= What the task asks =
From the entries that follow, copy every line with the word "only".

= Input =
◆ ◆ ◆

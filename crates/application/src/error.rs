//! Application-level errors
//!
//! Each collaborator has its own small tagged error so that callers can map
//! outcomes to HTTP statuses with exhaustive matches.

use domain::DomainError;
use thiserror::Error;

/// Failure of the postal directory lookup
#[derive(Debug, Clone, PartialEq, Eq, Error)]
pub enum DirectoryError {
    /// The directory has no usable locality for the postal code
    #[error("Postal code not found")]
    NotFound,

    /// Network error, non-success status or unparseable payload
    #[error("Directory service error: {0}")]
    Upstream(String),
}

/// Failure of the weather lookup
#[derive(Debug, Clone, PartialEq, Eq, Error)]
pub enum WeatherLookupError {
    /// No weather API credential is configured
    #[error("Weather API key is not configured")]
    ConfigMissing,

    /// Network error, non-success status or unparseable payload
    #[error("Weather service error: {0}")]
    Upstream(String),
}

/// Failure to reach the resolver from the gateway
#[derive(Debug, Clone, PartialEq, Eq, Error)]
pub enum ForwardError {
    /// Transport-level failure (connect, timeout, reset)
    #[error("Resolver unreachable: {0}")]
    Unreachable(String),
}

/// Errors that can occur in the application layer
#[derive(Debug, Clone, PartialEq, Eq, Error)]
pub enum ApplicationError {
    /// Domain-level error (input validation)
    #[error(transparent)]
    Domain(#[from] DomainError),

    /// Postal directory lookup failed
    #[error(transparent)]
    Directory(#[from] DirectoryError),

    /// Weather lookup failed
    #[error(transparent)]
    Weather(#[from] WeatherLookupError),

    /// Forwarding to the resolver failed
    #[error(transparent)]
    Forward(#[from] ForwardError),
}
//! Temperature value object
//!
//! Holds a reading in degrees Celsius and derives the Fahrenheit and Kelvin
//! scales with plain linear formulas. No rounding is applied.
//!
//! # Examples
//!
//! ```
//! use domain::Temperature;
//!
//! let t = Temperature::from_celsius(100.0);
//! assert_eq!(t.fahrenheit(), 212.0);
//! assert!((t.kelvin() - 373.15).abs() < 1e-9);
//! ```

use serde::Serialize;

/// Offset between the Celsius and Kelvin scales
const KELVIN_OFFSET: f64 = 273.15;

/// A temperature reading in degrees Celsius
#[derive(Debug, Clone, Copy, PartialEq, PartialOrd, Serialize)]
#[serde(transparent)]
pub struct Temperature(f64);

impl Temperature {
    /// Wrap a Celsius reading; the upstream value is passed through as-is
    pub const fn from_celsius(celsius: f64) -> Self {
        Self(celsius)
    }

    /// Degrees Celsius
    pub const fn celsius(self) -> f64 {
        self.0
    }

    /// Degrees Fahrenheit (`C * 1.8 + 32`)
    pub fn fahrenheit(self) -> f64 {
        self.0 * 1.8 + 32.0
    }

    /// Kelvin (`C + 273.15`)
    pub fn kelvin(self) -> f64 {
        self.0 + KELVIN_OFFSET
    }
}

◆ ◆ ◆

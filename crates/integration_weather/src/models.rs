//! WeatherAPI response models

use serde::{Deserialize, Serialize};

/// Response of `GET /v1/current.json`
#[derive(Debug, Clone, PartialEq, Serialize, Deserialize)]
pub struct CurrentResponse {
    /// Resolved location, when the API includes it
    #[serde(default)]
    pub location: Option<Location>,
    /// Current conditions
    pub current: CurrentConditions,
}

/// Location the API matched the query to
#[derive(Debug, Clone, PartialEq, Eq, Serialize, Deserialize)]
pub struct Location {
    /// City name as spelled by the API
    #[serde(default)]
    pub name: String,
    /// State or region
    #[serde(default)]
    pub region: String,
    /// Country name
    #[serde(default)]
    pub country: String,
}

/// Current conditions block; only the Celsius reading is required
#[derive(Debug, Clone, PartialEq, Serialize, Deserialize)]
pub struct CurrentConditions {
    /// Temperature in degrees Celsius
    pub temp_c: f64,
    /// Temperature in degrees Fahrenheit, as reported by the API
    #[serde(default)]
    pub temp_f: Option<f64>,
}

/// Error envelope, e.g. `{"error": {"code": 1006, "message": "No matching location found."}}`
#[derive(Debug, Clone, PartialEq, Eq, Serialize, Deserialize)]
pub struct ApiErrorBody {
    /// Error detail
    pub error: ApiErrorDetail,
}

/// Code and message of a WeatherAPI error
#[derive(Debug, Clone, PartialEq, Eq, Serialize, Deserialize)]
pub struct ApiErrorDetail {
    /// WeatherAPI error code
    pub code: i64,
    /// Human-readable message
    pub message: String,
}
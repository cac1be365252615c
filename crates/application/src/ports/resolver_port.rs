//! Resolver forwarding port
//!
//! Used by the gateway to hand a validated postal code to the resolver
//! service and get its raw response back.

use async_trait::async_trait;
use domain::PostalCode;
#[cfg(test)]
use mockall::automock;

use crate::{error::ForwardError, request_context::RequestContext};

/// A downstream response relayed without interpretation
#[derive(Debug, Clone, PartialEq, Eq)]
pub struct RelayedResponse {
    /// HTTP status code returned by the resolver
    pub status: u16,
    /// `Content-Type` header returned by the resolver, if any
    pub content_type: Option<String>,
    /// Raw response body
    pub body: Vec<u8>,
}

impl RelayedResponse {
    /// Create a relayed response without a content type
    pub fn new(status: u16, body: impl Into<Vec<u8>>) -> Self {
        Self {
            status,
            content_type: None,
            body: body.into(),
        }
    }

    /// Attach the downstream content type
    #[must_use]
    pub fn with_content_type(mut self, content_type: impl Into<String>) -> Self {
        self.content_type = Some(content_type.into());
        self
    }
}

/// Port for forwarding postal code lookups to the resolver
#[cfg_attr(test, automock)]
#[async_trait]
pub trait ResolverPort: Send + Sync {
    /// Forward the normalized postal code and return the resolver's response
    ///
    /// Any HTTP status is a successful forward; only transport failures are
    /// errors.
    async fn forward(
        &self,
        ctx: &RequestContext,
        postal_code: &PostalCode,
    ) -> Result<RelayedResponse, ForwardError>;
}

◆ ◆ ◆

= Output for this task =
/// Current conditions block; only the Celsius reading is required
    /// Any HTTP status is a successful forward; only transport failures are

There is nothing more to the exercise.